Kindergarten in Neustadt a.d. Donau will eine weitere Gruppe eröffnen

In allen Kommunen wird händeringend nach Kinderbetreuungsplätzen gesucht. Auch in Neustadt a.d. Donau. Dort will die AWO neue Plätze schaffen und stößt auf Probleme.
Der Bedarf an Kinderbetreuungsplätzen in Neustadt a.d. Donau wächst seit Jahren. Immer neue Kindertagesstätten wurden deshalb zum Teil in Windeseile eingerichtet, aber das Angebot kann die Nachfrage nicht befriedigen. Zehn Kindertageseinrichtungen wird es ab September in Neustadt a.d. Donau und den Ortsteilen geben. Doch der Bedarf an Betreuungsplätzen ist ungebrochen. Bei allen Einrichtungen gibt es bereits Wartelisten. Ein Plan des AWO-Kreisverbandes Kelheim könnte dazu beitragen, das Problem zu verringern.
Die AWO will nämlich schon seit einem Jahr eine dritte Gruppe im Kindergarten „Sachensucher“ in der Fröhlichstraße eröffnen. „Das Gebäude ist baulich groß genug, um drei Gruppen zu beherbergen“, sagt AWO-Geschäftsführerin Elke Niedermeier. Allerdings ist das Haus auch schon älter, damit durchaus in manchen Bereichen sanierungsbedürftig „und es war unklar“, so Elke Niedermeier, „wie lange der Kindergarten dort noch verbleiben kann“. Das und personelle Sorgen hätten konkrete Planungen für eine Erweiterung im vorigen Jahr schnell zunichte gemacht.
Neue Genehmigung
Das letzte Kindergartenjahr begann besser: Die Personalsituation hatte sich stabilisiert und die Rahmenbedingungen mit dem Hauseigentümer konnten geklärt werden. Eine dritte Gruppe schien wieder realistisch. Aber: Die aktuelle Betriebserlaubnis für 50 Kinder in zwei Regelgruppen muss angepasst werden, sagt die AWO-Geschäftsführerin.

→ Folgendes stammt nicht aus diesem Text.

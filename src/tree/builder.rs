//! Layout builder: second phase of the facade build.
//!
//! Takes the walker's placements and fills one [`LayoutNode`] per namespace
//! level with `member name -> dispatch key` maps. A layout has the exact shape
//! of the facades built from it, but no behavior; facades bind it to an
//! underlying getter source, committer or dispatcher.

use crate::tree::path::dispatch_key;
use crate::tree::shape::{Declaration, MemberKind};
use crate::tree::walker::{Placement, Walker};
use serde::Serialize;
use std::collections::BTreeMap;
use std::time::Instant;
use tracing::{debug, instrument, trace};

/// One namespace level of a facade layout.
#[derive(Debug, Clone, Default, PartialEq, Eq, Serialize)]
pub struct LayoutNode {
    pub getters: BTreeMap<String, String>,
    pub mutations: BTreeMap<String, String>,
    pub actions: BTreeMap<String, String>,
    pub modules: BTreeMap<String, LayoutNode>,
}

/// Flattened layout entry, used for listings.
#[derive(Debug, Clone, PartialEq, Eq, Serialize)]
pub struct LayoutEntry {
    pub kind: MemberKind,
    /// Facade access path, e.g. `a.b.g`.
    pub access: String,
    pub key: String,
}

impl LayoutNode {
    /// Build the layout of a whole tree, prefixes starting at `""`.
    #[instrument(skip(root))]
    pub fn from_tree<D: Declaration>(root: &D) -> LayoutNode {
        let start = Instant::now();
        let placements = Walker::new(root).walk();
        let layout = build_layout(&placements);
        debug!(
            modules = placements.len(),
            keys = layout.key_count(),
            duration_us = start.elapsed().as_micros() as u64,
            "Layout built"
        );
        layout
    }

    pub fn members(&self, kind: MemberKind) -> &BTreeMap<String, String> {
        match kind {
            MemberKind::Getter => &self.getters,
            MemberKind::Mutation => &self.mutations,
            MemberKind::Action => &self.actions,
        }
    }

    fn members_mut(&mut self, kind: MemberKind) -> &mut BTreeMap<String, String> {
        match kind {
            MemberKind::Getter => &mut self.getters,
            MemberKind::Mutation => &mut self.mutations,
            MemberKind::Action => &mut self.actions,
        }
    }

    /// Layout node reached by following namespaced module names.
    pub fn at(&self, facade_path: &[String]) -> Option<&LayoutNode> {
        facade_path
            .iter()
            .try_fold(self, |node, name| node.modules.get(name))
    }

    fn at_mut(&mut self, facade_path: &[String]) -> &mut LayoutNode {
        facade_path.iter().fold(self, |node, name| {
            node.modules.entry(name.clone()).or_default()
        })
    }

    /// Total number of member keys in this node and below.
    pub fn key_count(&self) -> usize {
        self.getters.len()
            + self.mutations.len()
            + self.actions.len()
            + self.modules.values().map(LayoutNode::key_count).sum::<usize>()
    }

    /// Every member of this node and below, depth-first, sorted by kind within
    /// a node.
    pub fn entries(&self) -> Vec<LayoutEntry> {
        let mut out = Vec::new();
        self.collect_entries("", &mut out);
        out
    }

    fn collect_entries(&self, access_prefix: &str, out: &mut Vec<LayoutEntry>) {
        for kind in MemberKind::ALL {
            for (name, key) in self.members(kind) {
                out.push(LayoutEntry {
                    kind,
                    access: format!("{}{}", access_prefix, name),
                    key: key.clone(),
                });
            }
        }
        for (name, child) in &self.modules {
            child.collect_entries(&format!("{}{}.", access_prefix, name), out);
        }
    }
}

/// Populate layout nodes from placements, in placement order.
///
/// A name already present on the target node is overwritten (last write wins).
pub fn build_layout<D: Declaration>(placements: &[Placement<'_, D>]) -> LayoutNode {
    let mut root = LayoutNode::default();

    for placement in placements {
        let target = root.at_mut(&placement.facade_path);
        for kind in MemberKind::ALL {
            let members = target.members_mut(kind);
            for name in placement.node.member_names(kind) {
                let key = dispatch_key(&placement.prefix, name);
                if let Some(previous) = members.insert(name.to_string(), key) {
                    trace!(
                        kind = kind.as_str(),
                        name,
                        previous = %previous,
                        module = %placement.module_path,
                        "Merged member replaces earlier declaration"
                    );
                }
            }
        }
    }

    root
}
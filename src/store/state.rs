//! State tree assembly and module state addressing.
//!
//! Every module owns the state subtree found by following its module path
//! from the root state, namespaced or not.

use crate::error::{OptionsError, StoreError};
use crate::options::ModuleOptions;
use crate::tree::ModulePath;
use serde_json::Value;
use tracing::warn;

/// Build the initial state of `node` and every module below it.
pub fn initial_state(node: &ModuleOptions, path: &ModulePath) -> Result<Value, OptionsError> {
    let mut state = node.seed_state();
    if node.modules.is_empty() {
        return Ok(state);
    }

    let fields = state
        .as_object_mut()
        .ok_or_else(|| OptionsError::StateNotObject(path.to_string()))?;

    for (name, child) in &node.modules {
        let child_state = initial_state(child, &path.child(name.as_str()))?;
        if fields.insert(name.clone(), child_state).is_some() {
            warn!(
                module = %path,
                field = %name,
                "State field is shadowed by a module of the same name"
            );
        }
    }

    Ok(state)
}

/// Module-local state at `path`.
pub fn state_at<'a>(root: &'a Value, path: &ModulePath) -> Result<&'a Value, StoreError> {
    path.segments().iter().try_fold(root, |state, name| {
        state
            .get(name)
            .ok_or_else(|| StoreError::InvalidStatePath(path.to_string()))
    })
}

/// Mutable module-local state at `path`.
pub fn state_at_mut<'a>(root: &'a mut Value, path: &ModulePath) -> Result<&'a mut Value, StoreError> {
    path.segments().iter().try_fold(root, |state, name| {
        state
            .get_mut(name)
            .ok_or_else(|| StoreError::InvalidStatePath(path.to_string()))
    })
}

Nach Eröffnung einer dritten Gruppe könnten bis zu 65 Kinder im Gebäude betreut werden.
Aber aber: Dafür müsste das Gebäude entsprechend hergerichtet werden, wobei eine Komplettsanierung im Moment nicht vorgesehen ist. Elke Niedermeier erklärt: „Das Haus kann natürlich nicht im Hauruck-Verfahren komplett saniert und modernisiert werden.“ Die wichtigsten Arbeiten wie zum Beispiel die Renovierung der sanitären Anlagen würden jedoch „hoffentlich bis zum Start des neuen Kindergartenjahres“ abgeschlossen. Diese Arbeiten beträfen auch die bestehenden Gruppen. Weiter notwendig seien „innerbetriebliche Umstrukturierungen“ wie die Umgestaltung der Gruppenräume sowie die Schaffung eines Therapie- und Intensivierungsraums. Sie sollen ebenfalls noch im Sommer erfolgen. Damit sind noch nicht alle Hindernisse zur Eröffnung einer dritten Gruppe aus dem Weg geräumt.
„Wunsch nicht erfüllt“
„Damit die dritte Gruppe aber tatsächlich starten kann, fehlt noch zusätzliches Personal“, räumt die AWO-Geschäftsführerin ein. „Wir hatten gehofft, dass unsere Suche bis zum September Erfolg zeigen würde, aber leider hat sich dieser Wunsch bisher nicht erfüllt.“ Gesucht werden Kinderpflegerinnen und Heilerziehungspflegerinnen. Die Gruppe kann erst starten, sobald genug Personal vorhanden ist. „Die betroffenen Eltern sind natürlich darüber informiert worden“, sagt Elke Niedermeier.
Damit stehen die „Sachensucher“ vor demselben Problem wie andere Kindergärten – es fehlt an Personal. Um dieses Problem zu lösen hatte der Neustädter Stadtrat vor wenigen Wochen bei einer Gegenstimme beschlossen, zwei Kooperationsverträge mit den kirchlichen Trägern der Kindertageseinrichtungen in den Ortsteilen Mühlhausen und Bad Gögging zu kündigen.
„Wir können genehmigte Kindergartenplätze aufgrund des Personalmangels nicht besetzen“, hatte Bürgermeister Thomas Memmel dazu erklärt. Es gebe nicht genügend Erzieherinnen und Erzieher. „Die Stadt will deshalb selbst aktiv werden bei der Personalbeschaffung“, sagte der Bürgermeister.